» Exercise: Across the entries that follow, count the lines with the string "about" and reply with that count alone.

» Input for this task:

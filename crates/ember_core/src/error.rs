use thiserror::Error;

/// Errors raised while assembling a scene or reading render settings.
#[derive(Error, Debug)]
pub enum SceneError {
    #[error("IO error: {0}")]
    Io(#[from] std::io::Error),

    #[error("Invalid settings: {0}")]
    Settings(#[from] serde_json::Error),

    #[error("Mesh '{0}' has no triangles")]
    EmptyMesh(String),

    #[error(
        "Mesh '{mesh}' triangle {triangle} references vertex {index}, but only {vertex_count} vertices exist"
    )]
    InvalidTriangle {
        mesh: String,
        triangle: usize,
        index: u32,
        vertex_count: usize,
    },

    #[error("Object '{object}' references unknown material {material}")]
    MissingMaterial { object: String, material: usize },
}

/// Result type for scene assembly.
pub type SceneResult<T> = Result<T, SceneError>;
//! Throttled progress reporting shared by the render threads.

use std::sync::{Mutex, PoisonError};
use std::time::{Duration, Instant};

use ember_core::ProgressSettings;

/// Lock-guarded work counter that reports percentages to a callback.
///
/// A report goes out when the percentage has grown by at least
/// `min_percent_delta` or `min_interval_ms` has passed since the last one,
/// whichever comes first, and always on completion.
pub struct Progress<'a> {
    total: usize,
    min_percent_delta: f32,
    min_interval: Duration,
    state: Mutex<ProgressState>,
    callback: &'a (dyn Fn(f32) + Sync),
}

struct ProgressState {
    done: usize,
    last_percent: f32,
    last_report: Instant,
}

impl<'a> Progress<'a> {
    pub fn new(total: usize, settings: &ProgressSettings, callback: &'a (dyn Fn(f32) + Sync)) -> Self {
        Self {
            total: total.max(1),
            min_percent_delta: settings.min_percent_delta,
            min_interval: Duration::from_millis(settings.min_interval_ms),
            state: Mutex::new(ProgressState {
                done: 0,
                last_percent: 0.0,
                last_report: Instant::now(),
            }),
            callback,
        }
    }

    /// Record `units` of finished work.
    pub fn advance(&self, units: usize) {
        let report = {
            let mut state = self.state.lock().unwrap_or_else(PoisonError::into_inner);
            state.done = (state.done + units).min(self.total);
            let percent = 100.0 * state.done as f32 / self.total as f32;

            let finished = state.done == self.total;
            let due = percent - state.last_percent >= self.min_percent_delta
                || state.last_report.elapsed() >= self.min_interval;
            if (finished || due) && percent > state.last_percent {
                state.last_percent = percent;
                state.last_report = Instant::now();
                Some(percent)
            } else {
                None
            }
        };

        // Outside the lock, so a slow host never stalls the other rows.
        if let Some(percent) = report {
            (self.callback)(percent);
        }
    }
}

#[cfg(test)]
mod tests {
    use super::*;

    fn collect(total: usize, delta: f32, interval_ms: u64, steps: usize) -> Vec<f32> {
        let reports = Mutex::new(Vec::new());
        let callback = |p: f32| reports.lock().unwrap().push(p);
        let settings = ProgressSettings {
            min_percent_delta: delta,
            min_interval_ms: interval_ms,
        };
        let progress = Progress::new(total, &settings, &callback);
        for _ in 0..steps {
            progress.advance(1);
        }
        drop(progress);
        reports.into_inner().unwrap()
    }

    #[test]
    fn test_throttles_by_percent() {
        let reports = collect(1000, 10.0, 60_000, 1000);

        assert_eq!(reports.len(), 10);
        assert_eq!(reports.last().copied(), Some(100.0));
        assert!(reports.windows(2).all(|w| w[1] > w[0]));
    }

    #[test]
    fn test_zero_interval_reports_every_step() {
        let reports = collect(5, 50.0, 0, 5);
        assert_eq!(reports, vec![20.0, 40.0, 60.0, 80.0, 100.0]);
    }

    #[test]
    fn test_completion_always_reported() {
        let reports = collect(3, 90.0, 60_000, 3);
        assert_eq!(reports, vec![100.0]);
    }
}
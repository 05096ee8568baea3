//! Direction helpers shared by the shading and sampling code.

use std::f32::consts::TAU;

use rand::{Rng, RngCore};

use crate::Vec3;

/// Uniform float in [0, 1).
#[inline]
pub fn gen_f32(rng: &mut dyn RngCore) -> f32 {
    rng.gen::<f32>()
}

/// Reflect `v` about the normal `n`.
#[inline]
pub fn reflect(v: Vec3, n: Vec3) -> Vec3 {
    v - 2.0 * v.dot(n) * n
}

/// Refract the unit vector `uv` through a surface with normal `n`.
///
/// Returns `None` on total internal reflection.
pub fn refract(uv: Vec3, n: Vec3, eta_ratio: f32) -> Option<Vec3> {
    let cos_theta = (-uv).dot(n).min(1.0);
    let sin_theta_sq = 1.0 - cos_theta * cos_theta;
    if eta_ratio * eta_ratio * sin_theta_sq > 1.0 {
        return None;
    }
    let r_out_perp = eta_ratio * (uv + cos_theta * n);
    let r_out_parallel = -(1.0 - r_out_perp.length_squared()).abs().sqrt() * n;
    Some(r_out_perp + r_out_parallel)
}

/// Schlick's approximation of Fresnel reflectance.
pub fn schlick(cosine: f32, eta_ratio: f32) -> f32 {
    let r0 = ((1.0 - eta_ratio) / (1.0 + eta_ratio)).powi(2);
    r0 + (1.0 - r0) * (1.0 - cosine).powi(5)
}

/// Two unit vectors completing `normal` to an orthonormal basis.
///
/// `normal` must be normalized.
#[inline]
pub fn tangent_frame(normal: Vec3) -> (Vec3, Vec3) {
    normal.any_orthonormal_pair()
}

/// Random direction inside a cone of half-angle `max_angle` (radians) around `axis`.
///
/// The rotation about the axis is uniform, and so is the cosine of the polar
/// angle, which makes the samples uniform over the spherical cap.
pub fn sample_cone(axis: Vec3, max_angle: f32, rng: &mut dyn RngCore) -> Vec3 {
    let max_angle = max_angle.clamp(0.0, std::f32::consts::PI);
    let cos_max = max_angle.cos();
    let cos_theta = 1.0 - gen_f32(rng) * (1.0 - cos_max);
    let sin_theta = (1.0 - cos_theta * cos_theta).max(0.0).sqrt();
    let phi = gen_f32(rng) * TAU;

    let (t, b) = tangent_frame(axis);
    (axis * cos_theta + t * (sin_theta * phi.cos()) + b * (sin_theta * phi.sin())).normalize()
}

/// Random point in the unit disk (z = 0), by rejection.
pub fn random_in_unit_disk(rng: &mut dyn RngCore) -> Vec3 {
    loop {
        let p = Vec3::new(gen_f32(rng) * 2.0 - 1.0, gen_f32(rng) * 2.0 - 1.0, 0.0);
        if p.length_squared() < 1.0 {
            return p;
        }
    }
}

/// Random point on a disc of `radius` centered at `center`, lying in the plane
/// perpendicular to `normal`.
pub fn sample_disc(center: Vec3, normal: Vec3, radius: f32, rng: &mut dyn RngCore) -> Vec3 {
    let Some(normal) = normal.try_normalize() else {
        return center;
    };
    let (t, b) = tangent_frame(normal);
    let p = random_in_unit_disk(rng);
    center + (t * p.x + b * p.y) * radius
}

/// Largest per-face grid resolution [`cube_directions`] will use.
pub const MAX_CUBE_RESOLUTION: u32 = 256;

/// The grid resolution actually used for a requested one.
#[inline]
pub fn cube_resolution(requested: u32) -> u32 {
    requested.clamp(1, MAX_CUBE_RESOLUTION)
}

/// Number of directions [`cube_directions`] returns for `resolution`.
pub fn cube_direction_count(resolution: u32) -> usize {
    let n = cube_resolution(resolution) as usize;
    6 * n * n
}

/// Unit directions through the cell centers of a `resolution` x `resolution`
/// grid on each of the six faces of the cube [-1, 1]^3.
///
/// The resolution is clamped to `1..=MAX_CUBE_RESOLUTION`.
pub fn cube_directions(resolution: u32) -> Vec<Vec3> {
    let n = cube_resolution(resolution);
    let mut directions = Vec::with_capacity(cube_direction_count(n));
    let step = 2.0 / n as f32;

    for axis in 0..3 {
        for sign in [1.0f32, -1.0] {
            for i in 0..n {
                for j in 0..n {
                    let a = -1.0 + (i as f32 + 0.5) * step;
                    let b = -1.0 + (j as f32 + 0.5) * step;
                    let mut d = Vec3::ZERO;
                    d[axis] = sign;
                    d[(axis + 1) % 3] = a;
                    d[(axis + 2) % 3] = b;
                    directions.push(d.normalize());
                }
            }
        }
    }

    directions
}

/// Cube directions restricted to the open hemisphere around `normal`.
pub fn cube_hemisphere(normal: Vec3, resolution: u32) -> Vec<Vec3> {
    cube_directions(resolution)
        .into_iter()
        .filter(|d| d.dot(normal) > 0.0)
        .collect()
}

» Output for this exercise: 2